Kagan underscored her disagreement by reading — at times, emotionally — a lengthy excerpt of her dissent from the bench.

‘‘The gerrymanders here — and others like them — violated the constitutional rights of many hundreds of thousands of American citizens,’’ she said.

‘‘The practices challenged in these cases imperil our system of government. Part of the court’s role in that system is to defend its foundations. None is more important than free and fair elections.’’ She closed by saying her dissent was ‘‘with respect, but deep sadness.’’

While the Supreme Court regularly scrutinizes electoral districts for racial gerrymandering, the justices have never found a state’s redistricting map so infected with politics that it violates the Constitution. Such a decision would have marked a dramatic change for how the nation’s political maps are drawn.

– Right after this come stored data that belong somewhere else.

//! Kernel facade
//!
//! Single entry point for every operation. The kernel owns the session
//! manager, the token registry and the configuration. It validates tokens
//! at the boundary before a store sees any input, so a rejected request
//! never touches session state.

mod views;

pub use views::{ActiveView, RuleView, RuntimeView, ViewCounts};

use std::collections::BTreeSet;
use std::sync::Arc;

use tracing::{info, warn};

use crate::config::{ConfigError, KernelConfig};
use crate::conflict::{detect_conflicts, ConflictWarning};
use crate::observability::{Event, KernelMetrics, MetricsSnapshot};
use crate::publish::{PublishReport, PublishRequest, PublishResult, Publisher};
use crate::registry::{TokenRegistry, ValidationError, ValidationResult};
use crate::retrieval::{retrieve, RetrievalError, RetrievalReport, RetrievalResult};
use crate::rules::Rule;
use crate::snapshot::{list_snapshots, session_dir, SnapshotEntry, SnapshotResult, SNAPSHOT_LIST_LIMIT};
use crate::store::{
    ArtifactBundle, ArtifactStore, DraftProposals, SessionManager, StoreResult,
    VerificationStatus,
};
use crate::verify::{verify_artifacts, ArtifactDocuments, VerifyResult};

fn require_actor(actor: &str) -> ValidationResult<()> {
    if actor.trim().is_empty() {
        Err(ValidationError::EmptyIdentifier { field: "actor" })
    } else {
        Ok(())
    }
}

pub struct Kernel {
    config: KernelConfig,
    registry: Arc<TokenRegistry>,
    sessions: SessionManager,
    metrics: KernelMetrics,
}

impl Kernel {
    /// Builds a kernel, loading the configured token registry.
    pub fn new(config: KernelConfig) -> Result<Self, ConfigError> {
        let registry = config.load_registry()?;
        Ok(Self::with_registry(config, registry))
    }

    pub fn with_registry(config: KernelConfig, registry: Arc<TokenRegistry>) -> Self {
        let sessions = SessionManager::new(config.session_ttl());
        Self {
            config,
            registry,
            sessions,
            metrics: KernelMetrics::new(),
        }
    }

    pub fn config(&self) -> &KernelConfig {
        &self.config
    }

    pub fn registry(&self) -> &TokenRegistry {
        &self.registry
    }

    pub fn sessions(&self) -> &SessionManager {
        &self.sessions
    }

    pub fn metrics(&self) -> MetricsSnapshot {
        self.metrics.snapshot()
    }

    fn store(&self, session: &str) -> StoreResult<Arc<ArtifactStore>> {
        if session.trim().is_empty() {
            return Err(ValidationError::EmptyIdentifier { field: "session" }.into());
        }
        self.sessions.get_or_create(session)
    }

    /// Validates, then applies one draft mutation.
    fn mutate<A>(
        &self,
        session: &str,
        op: &str,
        checked: ValidationResult<()>,
        apply: A,
    ) -> StoreResult<DraftProposals>
    where
        A: FnOnce(&ArtifactStore) -> StoreResult<DraftProposals>,
    {
        if let Err(e) = checked {
            self.metrics.increment_validation_rejections();
            warn!(
                event = %Event::ValidationRejected,
                session,
                op,
                code = e.code(),
                reason = %e,
            );
            return Err(e.into());
        }
        let store = self.store(session)?;
        let draft = apply(&store)?;
        self.metrics.increment_mutations();
        Ok(draft)
    }

    fn check_replacement(&self, ruleset_version: &str, updated_by: &str, rules: &[Rule]) -> ValidationResult<()> {
        require_actor(updated_by)?;
        if ruleset_version.trim().is_empty() {
            return Err(ValidationError::EmptyIdentifier {
                field: "ruleset_version",
            });
        }
        rules.iter().try_for_each(|r| self.registry.validate_rule(r))
    }

    // ==================== Reads ====================

    pub fn draft(&self, session: &str) -> StoreResult<DraftProposals> {
        self.store(session)?.get_draft()
    }

    pub fn candidate(&self, session: &str) -> StoreResult<ArtifactBundle> {
        self.store(session)?.build_candidate_runtime_bundle()
    }

    /// Conflicts in the merged candidate, resolvable ones included.
    pub fn conflicts(&self, session: &str) -> StoreResult<Vec<ConflictWarning>> {
        Ok(detect_conflicts(&self.candidate(session)?.ruleset))
    }

    pub fn verification_status(&self, session: &str) -> StoreResult<VerificationStatus> {
        self.store(session)?.get_verification_status()
    }

    pub fn runtime_ruleset(&self, session: &str) -> StoreResult<Vec<Rule>> {
        self.store(session)?.get_runtime_ruleset()
    }

    pub fn active_view(&self, session: &str) -> StoreResult<ActiveView> {
        let store = self.store(session)?;
        let draft = store.get_draft()?;
        let conflicts = detect_conflicts(&store.build_candidate_runtime_bundle()?.ruleset);
        Ok(ActiveView::new(draft, conflicts))
    }

    pub fn runtime_view(&self, session: &str) -> StoreResult<RuntimeView> {
        let (status, runtime) = self.store(session)?.runtime_snapshot()?;
        Ok(RuntimeView::new(status, runtime))
    }

    // ==================== Rules ====================

    pub fn replace_draft(
        &self,
        session: &str,
        ruleset_version: &str,
        updated_by: &str,
        change_summary: &str,
        rules: Vec<Rule>,
    ) -> StoreResult<DraftProposals> {
        self.mutate(
            session,
            "replace_draft",
            self.check_replacement(ruleset_version, updated_by, &rules),
            |store| store.replace_draft_proposals(ruleset_version, updated_by, change_summary, rules),
        )
    }

    pub fn add_rule(&self, session: &str, rule: Rule, actor: &str) -> StoreResult<DraftProposals> {
        self.mutate(
            session,
            "add_rule",
            require_actor(actor).and_then(|_| self.registry.validate_rule(&rule)),
            |store| store.add_rule(rule, actor),
        )
    }

    pub fn update_rule(
        &self,
        session: &str,
        rule_id: &str,
        rule: Rule,
        actor: &str,
    ) -> StoreResult<DraftProposals> {
        self.mutate(
            session,
            "update_rule",
            require_actor(actor).and_then(|_| self.registry.validate_rule(&rule)),
            |store| store.update_rule(rule_id, rule, actor),
        )
    }

    pub fn remove_rule(&self, session: &str, rule_id: &str, actor: &str) -> StoreResult<DraftProposals> {
        self.mutate(
            session,
            "remove_rule",
            require_actor(actor),
            |store| store.remove_rule(rule_id, actor),
        )
    }

    // ==================== Constraints ====================

    pub fn add_incompatibility(&self, session: &str, a: &str, b: &str, actor: &str) -> StoreResult<DraftProposals> {
        self.mutate(
            session,
            "add_incompatibility",
            require_actor(actor).and_then(|_| self.registry.validate_incompatibility(a, b)),
            |store| store.add_incompatibility_pair(a, b, actor),
        )
    }

    pub fn update_incompatibility(
        &self,
        session: &str,
        index: usize,
        a: &str,
        b: &str,
        actor: &str,
    ) -> StoreResult<DraftProposals> {
        self.mutate(
            session,
            "update_incompatibility",
            require_actor(actor).and_then(|_| self.registry.validate_incompatibility(a, b)),
            |store| store.update_incompatibility_pair(index, a, b, actor),
        )
    }

    pub fn remove_incompatibility(&self, session: &str, index: usize, actor: &str) -> StoreResult<DraftProposals> {
        self.mutate(
            session,
            "remove_incompatibility",
            require_actor(actor),
            |store| store.remove_incompatibility_pair(index, actor),
        )
    }

    pub fn add_infeasibility(
        &self,
        session: &str,
        action: &str,
        premises: BTreeSet<String>,
        actor: &str,
    ) -> StoreResult<DraftProposals> {
        self.mutate(
            session,
            "add_infeasibility",
            require_actor(actor).and_then(|_| self.registry.validate_infeasibility(action, &premises)),
            |store| store.add_infeasibility_entry(action, premises, actor),
        )
    }

    pub fn update_infeasibility(
        &self,
        session: &str,
        index: usize,
        action: &str,
        premises: BTreeSet<String>,
        actor: &str,
    ) -> StoreResult<DraftProposals> {
        self.mutate(
            session,
            "update_infeasibility",
            require_actor(actor).and_then(|_| self.registry.validate_infeasibility(action, &premises)),
            |store| store.update_infeasibility_entry(index, action, premises, actor),
        )
    }

    pub fn remove_infeasibility(&self, session: &str, index: usize, actor: &str) -> StoreResult<DraftProposals> {
        self.mutate(
            session,
            "remove_infeasibility",
            require_actor(actor),
            |store| store.remove_infeasibility_entry(index, actor),
        )
    }

    pub fn add_fact_exclusion(
        &self,
        session: &str,
        facts: BTreeSet<String>,
        actor: &str,
    ) -> StoreResult<DraftProposals> {
        self.mutate(
            session,
            "add_fact_exclusion",
            require_actor(actor).and_then(|_| self.registry.validate_fact_exclusion(&facts)),
            |store| store.add_fact_exclusion(facts, actor),
        )
    }

    pub fn update_fact_exclusion(
        &self,
        session: &str,
        index: usize,
        facts: BTreeSet<String>,
        actor: &str,
    ) -> StoreResult<DraftProposals> {
        self.mutate(
            session,
            "update_fact_exclusion",
            require_actor(actor).and_then(|_| self.registry.validate_fact_exclusion(&facts)),
            |store| store.update_fact_exclusion(index, facts, actor),
        )
    }

    pub fn remove_fact_exclusion(&self, session: &str, index: usize, actor: &str) -> StoreResult<DraftProposals> {
        self.mutate(
            session,
            "remove_fact_exclusion",
            require_actor(actor),
            |store| store.remove_fact_exclusion(index, actor),
        )
    }

    // ==================== Publication and retrieval ====================

    pub fn publish(&self, session: &str, request: &PublishRequest) -> PublishResult<PublishReport> {
        let store = self.store(session)?;
        Publisher::new(&self.config, &self.metrics).publish(&store, session, request)
    }

    pub fn retrieve(
        &self,
        session: &str,
        facts: &BTreeSet<String>,
        proposed_action: Option<&str>,
    ) -> RetrievalResult<RetrievalReport> {
        let store = self.store(session)?;
        let result = retrieve(&store, &self.registry, facts, proposed_action);
        match &result {
            Ok(_) => self.metrics.increment_retrievals_served(),
            Err(RetrievalError::NotVerified { .. }) => self.metrics.increment_retrievals_refused(),
            Err(RetrievalError::Validation(_)) => self.metrics.increment_validation_rejections(),
            Err(RetrievalError::Store(_)) => {}
        }
        result
    }

    /// Snapshot directories written for `session`, newest first.
    pub fn list_snapshots(&self, session: &str) -> SnapshotResult<Vec<SnapshotEntry>> {
        list_snapshots(&session_dir(&self.config.artifact_dir, session), SNAPSHOT_LIST_LIMIT)
    }

    /// Runs the lightweight verifier on caller-supplied documents.
    pub fn verify_artifacts(&self, documents: &ArtifactDocuments, timeout_seconds: f64) -> SnapshotResult<VerifyResult> {
        let result = verify_artifacts(&self.config, documents, timeout_seconds)?;
        self.metrics.record_verification(result.ok, result.timed_out());
        Ok(result)
    }

    /// Evicts idle sessions. Returns how many were dropped.
    pub fn evict_expired(&self) -> StoreResult<usize> {
        let evicted = self.sessions.evict_expired()?;
        if !evicted.is_empty() {
            info!(count = evicted.len(), "evicted idle sessions");
        }
        Ok(evicted.len())
    }
}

The court passed up the chance last term to settle the issue of whether courts have a role in policing partisan gerrymandering, sending back on technical rulings challenges to a Republican-drawn plan in Wisconsin and the challenged Maryland map.

There’s been less reticence outside the Supreme Court. With recent decisions in Ohio and Michigan, federal courts in five states have struck down maps as partisan gerrymanders. And last fall, voters in Michigan, Ohio, Colorado, Missouri, and Utah either took redistricting away from politicians or limited their power.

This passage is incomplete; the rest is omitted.